Exercise ▸ Report each line of the entries below that has the word "goldapple" in it.

Recorded data ▸
--- --- ---

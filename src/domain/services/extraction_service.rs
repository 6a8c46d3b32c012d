// Copyright (c) 2025 Kirky.X
//
// Licensed under the MIT License
// See LICENSE file in the project root for full license information.

use once_cell::sync::Lazy;
use regex::Regex;
use scraper::{ElementRef, Html, Selector};
use thiserror::Error;

use crate::domain::models::scrape_result::ProductRecord;
use crate::utils::text_processing;

/// 可选字段缺失时写入的占位值
pub const NO_INFORMATION: &str = "no information";

/// 提取错误类型
///
/// 仅必需字段会产生错误，可选字段缺失时返回占位值
#[derive(Error, Debug)]
pub enum ExtractionError {
    /// 页面缺少必需字段
    #[error("Required field '{0}' is missing from the page")]
    MissingField(&'static str),
}

static CARD: Lazy<Selector> = Lazy::new(|| Selector::parse("article").unwrap());
static ANCHOR: Lazy<Selector> = Lazy::new(|| Selector::parse("a").unwrap());
static DIV: Lazy<Selector> = Lazy::new(|| Selector::parse("div").unwrap());
static DESCRIPTION_TAB: Lazy<Selector> =
    Lazy::new(|| Selector::parse(r#"div[value="Description_0"]"#).unwrap());
static HOW_TO_USE_TAB: Lazy<Selector> =
    Lazy::new(|| Selector::parse(r#"div[value="Text_1"]"#).unwrap());
static INFO_TABS: Lazy<Vec<Selector>> = Lazy::new(|| {
    (2..=5)
        .map(|i| Selector::parse(&format!(r#"div[value="Text_{}"]"#, i)).unwrap())
        .collect()
});
static OFFERS: Lazy<Selector> = Lazy::new(|| Selector::parse(r#"div[itemprop="offers"]"#).unwrap());
static RATING_META: Lazy<Selector> =
    Lazy::new(|| Selector::parse(r#"meta[itemprop="ratingValue"]"#).unwrap());
static DESCRIPTION_BLOCK: Lazy<Selector> =
    Lazy::new(|| Selector::parse(r#"div[itemprop="description"]"#).unwrap());

// The tab `text` attribute carries the human-readable Russian label.
static DESCRIPTION_LABEL: Lazy<Regex> = Lazy::new(|| Regex::new(r"(?i)описание").unwrap());
static HOW_TO_USE_LABEL: Lazy<Regex> = Lazy::new(|| Regex::new(r"(?i)применение").unwrap());
static EXTRA_INFO_LABEL: Lazy<Regex> =
    Lazy::new(|| Regex::new(r"(?i)дополнительная информация").unwrap());
static PRICE: Lazy<Regex> = Lazy::new(|| Regex::new(r"\d[\d\s]*₽").unwrap());
static COUNTRY: Lazy<Regex> =
    Lazy::new(|| Regex::new(r"(?i)страна происхождения<br\s*/?>([А-Яа-яЁё]+)<br").unwrap());

/// 从列表页文档中取出所有商品卡片
pub fn extract_cards(doc: &Html) -> Vec<ElementRef<'_>> {
    doc.select(&CARD).collect()
}

/// 读取商品卡片中第一个链接的相对路径（必需）
pub fn extract_product_path(card: &ElementRef<'_>) -> Result<String, ExtractionError> {
    card.select(&ANCHOR)
        .next()
        .and_then(|anchor| anchor.value().attr("href"))
        .map(|href| href.to_string())
        .ok_or(ExtractionError::MissingField("link"))
}

/// 提取商品名称（必需）
///
/// 名称位于描述选项卡的第一个子元素中
pub fn extract_name(doc: &Html) -> Result<String, ExtractionError> {
    find_labeled_section(doc, &DESCRIPTION_TAB, &DESCRIPTION_LABEL)
        .and_then(|section| section.child_elements().next())
        .map(|child| child.text().collect::<String>().trim().to_string())
        .filter(|name| !name.is_empty())
        .ok_or(ExtractionError::MissingField("name"))
}

/// 提取展示价格（可选）
pub fn extract_price(doc: &Html) -> String {
    doc.select(&OFFERS)
        .next()
        .map(|offers| offers.text().collect::<Vec<_>>().join(" "))
        .and_then(|text| PRICE.find(&text).map(|m| m.as_str().trim().to_string()))
        .unwrap_or_else(|| NO_INFORMATION.to_string())
}

/// 提取商品评分（必需）
pub fn extract_rating(doc: &Html) -> Result<String, ExtractionError> {
    doc.select(&RATING_META)
        .next()
        .and_then(|meta| meta.value().attr("content"))
        .map(|content| content.trim().to_string())
        .filter(|content| !content.is_empty())
        .ok_or(ExtractionError::MissingField("rating"))
}

/// 提取商品描述（可选）
pub fn extract_description(doc: &Html) -> String {
    doc.select(&DESCRIPTION_BLOCK)
        .next()
        .map(|block| {
            text_processing::collapse_whitespace(&block.text().collect::<Vec<_>>().join(" "))
        })
        .filter(|text| !text.is_empty())
        .unwrap_or_else(|| NO_INFORMATION.to_string())
}

/// 提取使用方法（可选）
pub fn extract_how_to_use(doc: &Html) -> String {
    find_labeled_section(doc, &HOW_TO_USE_TAB, &HOW_TO_USE_LABEL)
        .map(|section| {
            text_processing::collapse_newlines(&section.text().collect::<Vec<_>>().join(" "))
        })
        .filter(|text| !text.is_empty())
        .unwrap_or_else(|| NO_INFORMATION.to_string())
}

/// 提取原产国（可选）
///
/// 在"дополнительная информация"选项卡的正文HTML中，
/// 截取"страна происхождения"标签后的西里尔词
pub fn extract_country_of_origin(doc: &Html) -> String {
    for selector in INFO_TABS.iter() {
        let Some(section) = find_labeled_section(doc, selector, &EXTRA_INFO_LABEL) else {
            continue;
        };
        let block = section.select(&DIV).next().or_else(|| {
            section
                .next_siblings()
                .filter_map(ElementRef::wrap)
                .find(|sibling| sibling.value().name() == "div")
        });
        let html = match block {
            Some(block) => block.html(),
            None => section.html(),
        };
        if let Some(capture) = COUNTRY.captures(&html).and_then(|c| c.get(1)) {
            return capture.as_str().to_string();
        }
    }
    NO_INFORMATION.to_string()
}

/// 对一个商品页运行全部提取器
///
/// 任一必需字段缺失时整条记录失败，可选字段缺失时落入占位值
pub fn extract_record(url: &str, html: &str) -> Result<ProductRecord, ExtractionError> {
    let doc = Html::parse_document(html);
    Ok(ProductRecord {
        link: url.to_string(),
        name: extract_name(&doc)?,
        price: extract_price(&doc),
        rating: extract_rating(&doc)?,
        description: extract_description(&doc),
        how_to_use: extract_how_to_use(&doc),
        country_of_origin: extract_country_of_origin(&doc),
    })
}

fn find_labeled_section<'a>(
    doc: &'a Html,
    selector: &Selector,
    label: &Regex,
) -> Option<ElementRef<'a>> {
    doc.select(selector)
        .find(|section| section.value().attr("text").is_some_and(|t| label.is_match(t)))
}

#[cfg(test)]
mod tests {
    use super::*;

    const ITEM_PAGE: &str = r#"
        <html><body>
            <div itemprop="offers"><span>1 832₽</span><span>старая цена 2 500₽</span></div>
            <meta itemprop="ratingValue" content="4.8">
            <div itemprop="description">стойкий аромат
с нотами  амбры</div>
            <div value="Description_0" text="Описание">
                <div>Лосьон для тела</div>
                <div>прочее</div>
            </div>
            <div value="Text_1" text="Применение">нанести на
кожу</div>
            <div value="Text_3" text="Дополнительная информация">
                <div>состав: вода<br>страна происхождения<br>Франция<br>объём: 50 мл</div>
            </div>
        </body></html>
    "#;

    #[test]
    fn test_extract_name_from_description_tab() {
        let doc = Html::parse_document(ITEM_PAGE);
        assert_eq!(extract_name(&doc).unwrap(), "Лосьон для тела");
    }

    #[test]
    fn test_extract_name_missing_section_fails() {
        let doc = Html::parse_document("<html><body><div>nothing</div></body></html>");
        assert!(matches!(
            extract_name(&doc),
            Err(ExtractionError::MissingField("name"))
        ));
    }

    #[test]
    fn test_extract_price_first_match() {
        let doc = Html::parse_document(ITEM_PAGE);
        assert_eq!(extract_price(&doc), "1 832₽");
    }

    #[test]
    fn test_extract_price_sentinel_when_absent() {
        let doc = Html::parse_document("<html><body></body></html>");
        assert_eq!(extract_price(&doc), NO_INFORMATION);
    }

    #[test]
    fn test_extract_rating_content_attribute() {
        let doc = Html::parse_document(ITEM_PAGE);
        assert_eq!(extract_rating(&doc).unwrap(), "4.8");
    }

    #[test]
    fn test_extract_rating_missing_fails() {
        let doc = Html::parse_document("<html><body></body></html>");
        assert!(extract_rating(&doc).is_err());
    }

    #[test]
    fn test_extract_description_collapses_whitespace() {
        let doc = Html::parse_document(ITEM_PAGE);
        assert_eq!(extract_description(&doc), "стойкий аромат с нотами амбры");
    }

    #[test]
    fn test_extract_how_to_use_collapses_newlines() {
        let doc = Html::parse_document(ITEM_PAGE);
        assert_eq!(extract_how_to_use(&doc), "нанести на кожу");
    }

    #[test]
    fn test_extract_country_of_origin() {
        let doc = Html::parse_document(ITEM_PAGE);
        assert_eq!(extract_country_of_origin(&doc), "Франция");
    }

    #[test]
    fn test_optional_fields_fall_back_to_sentinel() {
        let html = r#"
            <html><body>
                <meta itemprop="ratingValue" content="4.0">
                <div value="Description_0" text="описание"><div>Духи</div></div>
            </body></html>
        "#;
        let doc = Html::parse_document(html);
        assert_eq!(extract_how_to_use(&doc), NO_INFORMATION);
        assert_eq!(extract_country_of_origin(&doc), NO_INFORMATION);
        assert_eq!(extract_description(&doc), NO_INFORMATION);
    }

    #[test]
    fn test_extract_record_requires_name_and_rating() {
        let record = extract_record("https://goldapple.ru/1", ITEM_PAGE).unwrap();
        assert_eq!(record.name, "Лосьон для тела");
        assert_eq!(record.rating, "4.8");
        assert_eq!(record.country_of_origin, "Франция");

        let no_rating = ITEM_PAGE.replace("ratingValue", "somethingElse");
        assert!(extract_record("https://goldapple.ru/1", &no_rating).is_err());
    }

    #[test]
    fn test_extract_cards_and_product_path() {
        let listing = r#"
            <html><body>
                <article><a href="/19000012345-losjon">item</a></article>
                <article><a href="/19000054321-dukhi">item</a></article>
                <article><span>no link here</span></article>
            </body></html>
        "#;
        let doc = Html::parse_document(listing);
        let cards = extract_cards(&doc);
        assert_eq!(cards.len(), 3);
        assert_eq!(
            extract_product_path(&cards[0]).unwrap(),
            "/19000012345-losjon"
        );
        assert!(extract_product_path(&cards[2]).is_err());
    }
}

--- --- ---

Exercise output ▸
        let record = extract_record("https://goldapple.ru/1", ITEM_PAGE).unwrap();
        assert!(extract_record("https://goldapple.ru/1", &no_rating).is_err());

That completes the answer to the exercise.